Nothing very much has changed.  Political leaders are still judged by whether or not they have made us better off, and, though we’re a lot more squeamish  these days about where wealth comes from, it still has to come from somewhere.  As a character observes in Ann Leckie’s excellent novel Ancillary Justice, ‘luxury always comes at someone else’s expense.   One of the many advantages of civilization is that one doesn’t generally have to see that, if one doesn’t wish.’

Other people’s mead halls are still being wrecked to provide rings for the supporters of the powerful, but recent news items remind me that there are always additional options: stealing from the poor, stealing from previous generations (which is what is really happening when publicly owned resources are sold off at prices far below their real value) and of course stealing from our descendants, which is what is being done when efforts at mitigating climate change are dismissed as being too costly.

Burgerisation

I’m always troubled by the music videos I have to watch on my annual visit to the gym.  They seem to be simultaneously pornographic and narcissistic: ‘I am an object of immense desire,’ the performers seem to pout, ‘and that single fact utterly absorbs and obsesses me’.   This is true of the semi-naked female performers, but it’s true in another way of the supercool male gangster types with their impassive faces, so sure of their own power that nothing can move or impress them.

This article speaks of ‘pornification’ in connection with music videos, and it’s a good word for it (in my novel Marcher I actually invented a musical genre called pornopop to try and capture the same phenomenon), but I suggest pornification is a part of an even wider process which you might call burgerisation.

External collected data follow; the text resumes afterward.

//! The narrow interface the catalog cache consumes to read the `databases`, `collections`,
//! and `chunks` configuration collections. The real storage and replication of those
//! collections is outside this core's scope; it depends only on this trait.

use async_trait::async_trait;
use meridian_core::{ShardId, ShardKeyPattern};

use crate::chunk::{Chunk, ChunkVersion, Epoch};
use crate::error::CatalogError;
use crate::namespace::Namespace;
use crate::routing_table::ReshardingMetadata;

/// A database's entry in the `databases` configuration collection.
#[derive(Debug, Clone, PartialEq)]
pub struct DatabaseRecord {
    pub name: String,
    pub primary: ShardId,
    pub sharded: bool,
}

/// A collection's entry in the `collections` configuration collection. Absence of this
/// record (but presence of the database) means the collection is unsharded.
#[derive(Debug, Clone, PartialEq)]
pub struct CollectionRecord {
    pub namespace: Namespace,
    pub epoch: Epoch,
    pub shard_key: ShardKeyPattern,
    pub resharding: Option<ReshardingMetadata>,
}

#[async_trait]
pub trait CatalogConfigSource: Send + Sync {
    async fn get_database(&self, db_name: &str) -> Result<Option<DatabaseRecord>, CatalogError>;

    async fn get_collection(&self, nss: &Namespace) -> Result<Option<CollectionRecord>, CatalogError>;

    /// All chunks for `nss` at `epoch` — used by the full-load path.
    async fn list_chunks(&self, nss: &Namespace, epoch: Epoch) -> Result<Vec<Chunk>, CatalogError>;

    /// Chunks for `nss` at `epoch` whose version is `>= since` — the differential query used
    /// by the incremental-load path.
    async fn list_chunks_since(
        &self,
        nss: &Namespace,
        epoch: Epoch,
        since: ChunkVersion,
    ) -> Result<Vec<Chunk>, CatalogError>;
}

A McDonalds-type burger, it seems to me, is a food from which everything has been stripped except the things that we actively crave for.  Never mind subtle flavour or variety, the burger homes ruthlessly in on the basic ingredients which our evolutionary history has wired us up to find irrestistible, notably salt and fat.  For why bother with the irrelevant detail?  Not only will it put up the production costs but it will dangerously delay the moment of gratification for fickle consumers, who are always in danger of wandering off to other less challenging sources of pleasure.

And so with the music videos.  Stories of tenderness and romance have been stripped away and the message pared down until it as close as possible to the primitive templates of desire – desire for sex and for control – that are hardwired into our brains.  Why bother with anything that actually has to be listened to?  Why bother with anything that deals with the messiness of actual human relationships?

Even the gym itself, in a way, represents a kind of burgerisation, for it provides pure exercise from which everything else has been clinically removed: the pleasures of productive physical work, the joys of the open air, the sights and sounds you experience when you go for a run, or a walk, or ride a bike.  My son once pointed out to me a glass-fronted gym where the exercise machines on the first floor (with their dials and heart rate monitors) were accessed via an escalator, presumably to save the few seconds of unscheduled exercise that would be involved in using stairs.

That really is the essence of burgerisation.  Like a call centre which has refined all possible queries to just six options, a burgerised product is quite deliberately isolated from the world’s richness, and from its own origins, in order to meet a few basic core objectives with the maximum efficiency and the minimum of unnecessary cost.

No wonder I stay away from that gym.